En effet, M. Kaboré est formel. Il a enregistré sur une cassette M. Moïse et Dieudonné, cassette qu’il dit avoir remise à M. Tiémoko Kéïta et d’ajouter que le contenu de cette cassette est ce qui a été révélé dans le journal L’Evénement. Si cela est pas vrai, comment se fait-il que M. Dieudonné Sebgo qui a été enregistré en son temps, donc qui aurait dit et partagé avec Moïse les mêmes assertions, soit le même qui nie aujourd’hui en partie ses assertions ? Voilà pourquoi il aurait fallu entendre M. Kaboré et M. Kéïta.

Quant à M. Sidibé, ne dit-il pas dans ses propos sur la radio Savane FM le mercredi 10 janvier 2007 qu’il payait de son propre chef, le loyer de nos deux protagonistes ? Aujourd’hui, on sait que cela n’est pas fondé. En tant que directeur de FASOPARC à l’époque, il le faisait sur des directives bien précises.
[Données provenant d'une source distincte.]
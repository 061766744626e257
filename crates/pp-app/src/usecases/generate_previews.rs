//! Use case for producing previews for a discovered set
//! 为一组演示文稿生成预览的用例

use pp_core::{Cancelled, PresentationEntry, PresentationItem};
use tokio::task::JoinSet;
use tokio_util::sync::CancellationToken;
use tracing::{debug, info_span, warn, Instrument};

use crate::pipeline::PreviewPipeline;

/// Fans the pipeline out over a batch, one task per presentation.
///
/// ## Behavior / 行为
/// - Tasks share only the read-only pipeline and the batch token
/// - Results come back in input order regardless of completion order
/// - A failed or panicked item gets no preview; the others are unaffected
/// - Cancelling the token aborts every task and returns `Err(Cancelled)`
pub struct GeneratePreviews {
    pipeline: PreviewPipeline,
}

impl GeneratePreviews {
    pub fn new(pipeline: PreviewPipeline) -> Self {
        Self { pipeline }
    }

    pub async fn execute(
        &self,
        items: &[PresentationItem],
        cancel: &CancellationToken,
    ) -> Result<Vec<PresentationEntry>, Cancelled> {
        let span = info_span!("usecase.generate_previews.execute", count = items.len());

        async {
            if cancel.is_cancelled() {
                return Err(Cancelled);
            }

            let mut tasks = JoinSet::new();
            for (index, item) in items.iter().cloned().enumerate() {
                let pipeline = self.pipeline.clone();
                let token = cancel.clone();
                tasks.spawn(async move {
                    let preview = pipeline.run(item.file_path(), &token).await;
                    (index, preview)
                });
            }

            let mut previews = vec![None; items.len()];
            loop {
                let joined = tokio::select! {
                    biased;
                    _ = cancel.cancelled() => {
                        tasks.abort_all();
                        return Err(Cancelled);
                    }
                    joined = tasks.join_next() => joined,
                };

                match joined {
                    None => break,
                    Some(Ok((index, Ok(preview)))) => previews[index] = preview,
                    Some(Ok((_, Err(Cancelled)))) => {
                        tasks.abort_all();
                        return Err(Cancelled);
                    }
                    Some(Err(err)) => warn!(error = %err, "preview task failed"),
                }
            }

            let ready = previews.iter().filter(|p| p.is_some()).count();
            debug!(ready, total = items.len(), "preview batch finished");

            Ok(items
                .iter()
                .cloned()
                .zip(previews)
                .map(|(item, preview)| PresentationEntry { item, preview })
                .collect())
        }
        .instrument(span)
        .await
    }
}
Alors pourquoi aujourd’hui de telles contrevérités ?

Moïse dit-il la vérité ou pas ? Cela aurait mérité une investigation plus poussée, car il semble rester beaucoup de non-dits et de zones d’ombre.
Si on rattache cela au dossier Norbert Zongo, bien obligé est-on de retenir que Moïse sans pointer un doigt accusateur sur un certain nombre de personnes citées, dit qu’ils savent qui a tué Norbert Zongo. Et cette affirmation est si importante qu’on ne saurait se contenter aussi facilement d’aide humanitariste ou de recommandations d’embauche comme réponse satisfaisante.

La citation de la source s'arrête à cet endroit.